Action item
Nothing but the lines from the top of the following entries through the line with "pub use activations::Activations;" should be printed, exactly as they are.

Provided entries
*** Block opens ***
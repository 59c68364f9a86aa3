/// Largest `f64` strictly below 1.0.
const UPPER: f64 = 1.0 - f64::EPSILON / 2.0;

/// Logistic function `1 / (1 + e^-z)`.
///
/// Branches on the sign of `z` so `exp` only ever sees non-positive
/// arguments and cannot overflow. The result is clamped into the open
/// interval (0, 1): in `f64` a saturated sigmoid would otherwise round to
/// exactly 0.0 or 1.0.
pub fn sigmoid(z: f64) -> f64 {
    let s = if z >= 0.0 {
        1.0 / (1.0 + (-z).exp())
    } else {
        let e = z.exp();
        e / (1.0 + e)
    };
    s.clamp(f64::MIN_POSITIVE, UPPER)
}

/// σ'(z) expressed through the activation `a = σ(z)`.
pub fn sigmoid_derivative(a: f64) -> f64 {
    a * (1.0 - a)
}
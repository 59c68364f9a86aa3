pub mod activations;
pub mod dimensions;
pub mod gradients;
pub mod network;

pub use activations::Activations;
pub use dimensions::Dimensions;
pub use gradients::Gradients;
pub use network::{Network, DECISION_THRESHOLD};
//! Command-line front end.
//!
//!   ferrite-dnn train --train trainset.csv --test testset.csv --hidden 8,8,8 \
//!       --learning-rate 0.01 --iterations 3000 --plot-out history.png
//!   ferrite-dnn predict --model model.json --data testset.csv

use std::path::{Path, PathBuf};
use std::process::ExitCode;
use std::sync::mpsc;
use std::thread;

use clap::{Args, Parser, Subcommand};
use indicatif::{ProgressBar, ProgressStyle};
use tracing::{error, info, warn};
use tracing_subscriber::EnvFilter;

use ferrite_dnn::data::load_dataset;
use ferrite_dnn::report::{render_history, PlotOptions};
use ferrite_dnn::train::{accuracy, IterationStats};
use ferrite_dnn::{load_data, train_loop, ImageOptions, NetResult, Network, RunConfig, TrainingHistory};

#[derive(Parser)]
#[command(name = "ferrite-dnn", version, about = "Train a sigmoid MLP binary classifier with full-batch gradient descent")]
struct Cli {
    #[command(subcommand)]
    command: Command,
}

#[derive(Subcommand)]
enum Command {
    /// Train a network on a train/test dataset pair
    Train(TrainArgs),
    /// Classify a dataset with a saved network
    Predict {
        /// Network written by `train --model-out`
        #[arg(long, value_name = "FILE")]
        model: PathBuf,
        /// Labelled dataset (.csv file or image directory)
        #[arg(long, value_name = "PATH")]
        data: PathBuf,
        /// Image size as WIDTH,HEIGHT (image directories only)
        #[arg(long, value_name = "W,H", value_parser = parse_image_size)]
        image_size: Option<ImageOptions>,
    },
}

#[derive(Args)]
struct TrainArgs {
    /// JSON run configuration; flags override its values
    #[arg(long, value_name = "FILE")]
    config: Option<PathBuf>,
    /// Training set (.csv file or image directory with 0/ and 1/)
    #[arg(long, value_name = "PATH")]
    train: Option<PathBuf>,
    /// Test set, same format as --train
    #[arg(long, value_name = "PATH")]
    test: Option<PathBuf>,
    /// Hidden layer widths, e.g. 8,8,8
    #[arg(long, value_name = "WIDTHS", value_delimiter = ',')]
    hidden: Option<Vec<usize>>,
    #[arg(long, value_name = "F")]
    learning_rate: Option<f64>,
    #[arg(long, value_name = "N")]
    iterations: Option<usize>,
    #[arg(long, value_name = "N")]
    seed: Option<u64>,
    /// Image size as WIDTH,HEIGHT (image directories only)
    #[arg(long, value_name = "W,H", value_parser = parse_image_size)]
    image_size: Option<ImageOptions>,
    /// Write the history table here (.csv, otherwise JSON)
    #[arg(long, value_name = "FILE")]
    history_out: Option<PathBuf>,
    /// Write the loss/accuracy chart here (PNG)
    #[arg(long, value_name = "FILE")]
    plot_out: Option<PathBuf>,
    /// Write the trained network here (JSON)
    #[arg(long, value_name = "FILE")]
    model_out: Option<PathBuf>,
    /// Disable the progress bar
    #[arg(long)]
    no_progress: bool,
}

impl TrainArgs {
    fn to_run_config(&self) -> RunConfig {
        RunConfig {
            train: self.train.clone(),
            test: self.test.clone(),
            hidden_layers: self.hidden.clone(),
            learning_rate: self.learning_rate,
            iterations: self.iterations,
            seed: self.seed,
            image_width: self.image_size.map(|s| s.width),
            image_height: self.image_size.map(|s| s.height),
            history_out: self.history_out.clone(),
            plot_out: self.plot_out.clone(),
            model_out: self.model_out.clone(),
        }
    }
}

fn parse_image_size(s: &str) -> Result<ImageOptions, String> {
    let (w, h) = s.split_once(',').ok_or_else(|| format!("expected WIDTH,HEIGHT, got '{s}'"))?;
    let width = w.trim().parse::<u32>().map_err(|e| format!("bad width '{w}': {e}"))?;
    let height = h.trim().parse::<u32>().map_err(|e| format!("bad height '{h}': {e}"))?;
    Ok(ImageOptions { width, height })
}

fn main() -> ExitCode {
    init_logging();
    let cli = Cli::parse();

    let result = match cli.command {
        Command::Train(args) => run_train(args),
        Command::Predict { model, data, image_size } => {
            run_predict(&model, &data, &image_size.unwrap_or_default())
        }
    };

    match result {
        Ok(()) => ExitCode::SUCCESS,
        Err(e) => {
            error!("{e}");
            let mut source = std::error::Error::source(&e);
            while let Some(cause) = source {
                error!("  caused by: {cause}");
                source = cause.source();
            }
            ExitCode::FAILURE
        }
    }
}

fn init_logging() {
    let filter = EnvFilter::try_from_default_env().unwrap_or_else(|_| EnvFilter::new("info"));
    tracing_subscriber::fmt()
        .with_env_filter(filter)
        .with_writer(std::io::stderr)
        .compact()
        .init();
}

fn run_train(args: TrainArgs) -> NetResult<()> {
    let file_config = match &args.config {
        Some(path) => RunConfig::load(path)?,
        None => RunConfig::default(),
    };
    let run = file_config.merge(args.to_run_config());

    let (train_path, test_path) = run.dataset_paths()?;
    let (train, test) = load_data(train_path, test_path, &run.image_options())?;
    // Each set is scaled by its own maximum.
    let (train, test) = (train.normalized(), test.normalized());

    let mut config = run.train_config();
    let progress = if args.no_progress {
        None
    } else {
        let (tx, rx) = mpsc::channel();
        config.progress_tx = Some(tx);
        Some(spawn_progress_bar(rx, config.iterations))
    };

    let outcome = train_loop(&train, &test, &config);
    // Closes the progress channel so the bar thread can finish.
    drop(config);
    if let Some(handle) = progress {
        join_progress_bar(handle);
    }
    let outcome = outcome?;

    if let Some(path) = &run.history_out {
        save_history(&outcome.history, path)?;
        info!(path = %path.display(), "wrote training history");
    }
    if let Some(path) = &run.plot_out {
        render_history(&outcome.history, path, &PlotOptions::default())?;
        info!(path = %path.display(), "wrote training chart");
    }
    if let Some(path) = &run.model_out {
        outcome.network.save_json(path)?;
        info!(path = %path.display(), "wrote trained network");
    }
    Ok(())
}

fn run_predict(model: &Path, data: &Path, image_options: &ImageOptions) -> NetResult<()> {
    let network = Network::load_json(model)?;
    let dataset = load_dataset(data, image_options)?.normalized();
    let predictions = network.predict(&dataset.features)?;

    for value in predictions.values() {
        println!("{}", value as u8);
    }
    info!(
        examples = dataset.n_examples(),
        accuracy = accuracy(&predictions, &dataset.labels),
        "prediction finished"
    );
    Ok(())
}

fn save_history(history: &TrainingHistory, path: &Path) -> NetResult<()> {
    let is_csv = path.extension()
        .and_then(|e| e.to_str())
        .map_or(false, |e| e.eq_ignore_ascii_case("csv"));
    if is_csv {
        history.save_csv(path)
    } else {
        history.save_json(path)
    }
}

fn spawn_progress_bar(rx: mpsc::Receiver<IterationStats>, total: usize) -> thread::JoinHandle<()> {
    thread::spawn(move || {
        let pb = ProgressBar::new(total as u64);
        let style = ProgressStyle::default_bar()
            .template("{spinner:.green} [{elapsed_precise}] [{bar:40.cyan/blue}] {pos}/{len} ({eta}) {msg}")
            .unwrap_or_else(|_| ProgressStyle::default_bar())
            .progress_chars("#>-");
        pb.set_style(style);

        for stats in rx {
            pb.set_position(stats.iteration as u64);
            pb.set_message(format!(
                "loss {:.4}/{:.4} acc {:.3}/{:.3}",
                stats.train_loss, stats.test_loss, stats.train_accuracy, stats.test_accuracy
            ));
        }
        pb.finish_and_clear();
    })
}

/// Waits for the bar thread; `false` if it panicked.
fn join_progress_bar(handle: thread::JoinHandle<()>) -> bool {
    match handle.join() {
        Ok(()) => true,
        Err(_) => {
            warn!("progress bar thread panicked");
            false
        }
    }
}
*** Block closes ***
Answer section
repository 59c68364f9a86aa3
/// Largest `f64` strictly below 1.0.
const UPPER: f64 = 1.0 - f64::EPSILON / 2.0;

/// Logistic function `1 / (1 + e^-z)`.
///
/// Branches on the sign of `z` so `exp` only ever sees non-positive
/// arguments and cannot overflow. The result is clamped into the open
/// interval (0, 1): in `f64` a saturated sigmoid would otherwise round to
/// exactly 0.0 or 1.0.
pub fn sigmoid(z: f64) -> f64 {
    let s = if z >= 0.0 {
        1.0 / (1.0 + (-z).exp())
    } else {
        let e = z.exp();
        e / (1.0 + e)
    };
    s.clamp(f64::MIN_POSITIVE, UPPER)
}

/// σ'(z) expressed through the activation `a = σ(z)`.
pub fn sigmoid_derivative(a: f64) -> f64 {
    a * (1.0 - a)
}
repository 59c68364f9a86aa3
pub mod activations;
pub mod dimensions;
pub mod gradients;
pub mod network;

pub use activations::Activations;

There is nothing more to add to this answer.